The Perl Toolchain Summit needs more sponsors. If your company depends on Perl, please support this very important event.

NAME

HTTP::Promise::Entity - HTTP Entity Class

SYNOPSIS

    use HTTP::Promise::Entity;
    my $this = HTTP::Promise::Entity->new || die( HTTP::Promise::Entity->error, "\n" );

VERSION

    v0.2.1

DESCRIPTION

This class represents an HTTP entity, which is an object class containing an headers object and a body object. It is agnostic to the type of HTTP message (request or response) it is associated with and can be used recurrently, such as to represent a part in a multipart HTTP message. Its purpose is to provide an API to access and manipulate and HTTP message entity.

Here is how it fits in overall relation with other classes.
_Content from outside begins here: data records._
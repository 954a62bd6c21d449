//! Interchangeable hand evaluators behind the [`Evaluate`] trait.
pub mod bitwise;
pub use bitwise::*;

pub mod evaluate;
pub use evaluate::*;

pub mod exhaustive;
pub use exhaustive::*;
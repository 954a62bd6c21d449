#[derive(Debug, Default, Clone, Copy, Hash, Eq, PartialEq, Ord, PartialOrd)]
pub enum Rank {
    #[default]
    Two = 0,
    Three = 1,
    Four = 2,
    Five = 3,
    Six = 4,
    Seven = 5,
    Eight = 6,
    Nine = 7,
    Ten = 8,
    Jack = 9,
    Queen = 10,
    King = 11,
    Ace = 12,
}

impl Rank {
    const fn mask() -> u16 {
        0b1111111111111
    }
}

/// u8 isomorphism
impl From<u8> for Rank {
    fn from(n: u8) -> Rank {
        match n {
            0 => Rank::Two,
            1 => Rank::Three,
            2 => Rank::Four,
            3 => Rank::Five,
            4 => Rank::Six,
            5 => Rank::Seven,
            6 => Rank::Eight,
            7 => Rank::Nine,
            8 => Rank::Ten,
            9 => Rank::Jack,
            10 => Rank::Queen,
            11 => Rank::King,
            12 => Rank::Ace,
            _ => panic!("invalid rank u8: {}", n),
        }
    }
}
impl From<Rank> for u8 {
    fn from(r: Rank) -> u8 {
        r as u8
    }
}

/// u16 isomorphism
///
/// With 13 ranks we only need 13 bits.
/// Collapsing a mask keeps only its most significant rank.
impl From<u16> for Rank {
    fn from(n: u16) -> Rank {
        let msb = (16 - 1 - (n & Self::mask()).leading_zeros()) as u8;
        Rank::from(msb)
    }
}
impl From<Rank> for u16 {
    fn from(r: Rank) -> u16 {
        1 << u8::from(r)
    }
}

/// u64 injection
/// one nibble per rank, one bit per suit within the nibble
impl From<Rank> for u64 {
    fn from(r: Rank) -> u64 {
        0xF << (u8::from(r) * 4)
    }
}

/// str isomorphism
impl TryFrom<&str> for Rank {
    type Error = String;
    fn try_from(s: &str) -> Result<Self, Self::Error> {
        match s.trim().to_uppercase().as_str() {
            "2" => Ok(Rank::Two),
            "3" => Ok(Rank::Three),
            "4" => Ok(Rank::Four),
            "5" => Ok(Rank::Five),
            "6" => Ok(Rank::Six),
            "7" => Ok(Rank::Seven),
            "8" => Ok(Rank::Eight),
            "9" => Ok(Rank::Nine),
            "T" | "10" => Ok(Rank::Ten),
            "J" => Ok(Rank::Jack),
            "Q" => Ok(Rank::Queen),
            "K" => Ok(Rank::King),
            "A" => Ok(Rank::Ace),
            _ => Err(format!("invalid rank str: {}", s)),
        }
    }
}

impl std::fmt::Display for Rank {
    fn fmt(&self, f: &mut std::fmt::Formatter) -> std::fmt::Result {
        write!(
            f,
            "{}",
            match self {
                Rank::Two => "2",
                Rank::Three => "3",
                Rank::Four => "4",
                Rank::Five => "5",
                Rank::Six => "6",
                Rank::Seven => "7",
                Rank::Eight => "8",
                Rank::Nine => "9",
                Rank::Ten => "T",
                Rank::Jack => "J",
                Rank::Queen => "Q",
                Rank::King => "K",
                Rank::Ace => "A",
            }
        )
    }
}
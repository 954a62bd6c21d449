//! Equity Calculator Binary
//!
//! Simulates one hold'em spot and prints equity, EV and outs.

use clap::Parser;
use holdem_equity::*;

fn main() -> anyhow::Result<()> {
    log();
    cli::Args::parse().run()
}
    +-------------------------+    +--------------------------+    
    |                         |    |                          |    
    | HTTP::Promise::Request  |    | HTTP::Promise::Response  |    
    |                         |    |                          |    
    +------------|------------+    +-------------|------------+    
                 |                               |                 
                 |                               |                 
                 |                               |                 
                 |  +------------------------+   |                 
                 |  |                        |   |                 
                 +--- HTTP::Promise::Message |---+                 
                    |                        |                     
                    +------------|-----------+                     
                                 |                                 
                                 |                                 
                    +------------|-----------+                     
                    |                        |                     
                    | HTTP::Promise::Entity  |                     
                    |                        |                     
                    +------------|-----------+                     
                                 |                                 
                                 |                                 
                    +------------|-----------+                     
                    |                        |                     
                    | HTTP::Promise::Body    |                     
                    |                        |                     
                    +------------------------+                     

CONSTRUCTOR

new

This instantiate a new HTTP::Promise::Entity object and returns it. It takes the following options, which can also be set or retrieved with their related method.

  • compression_min

    Integer. Size threshold beyond which the associated body can be compressed. This defaults to 204800 (200Kb). Set it to 0 to disable it.

  • effective_type

    String. The effective mime-type. Default to undef

  • epilogue

    An array reference of strings to be added after the headers and before the parts in a multipart message. Each array reference entry is treated as one line. This defaults to undef

  • ext_vary

    Boolean. Setting this to a true value and this will have "decode_body" and "encode_body" change the entity body file extension to reflect the encoding or decoding applied.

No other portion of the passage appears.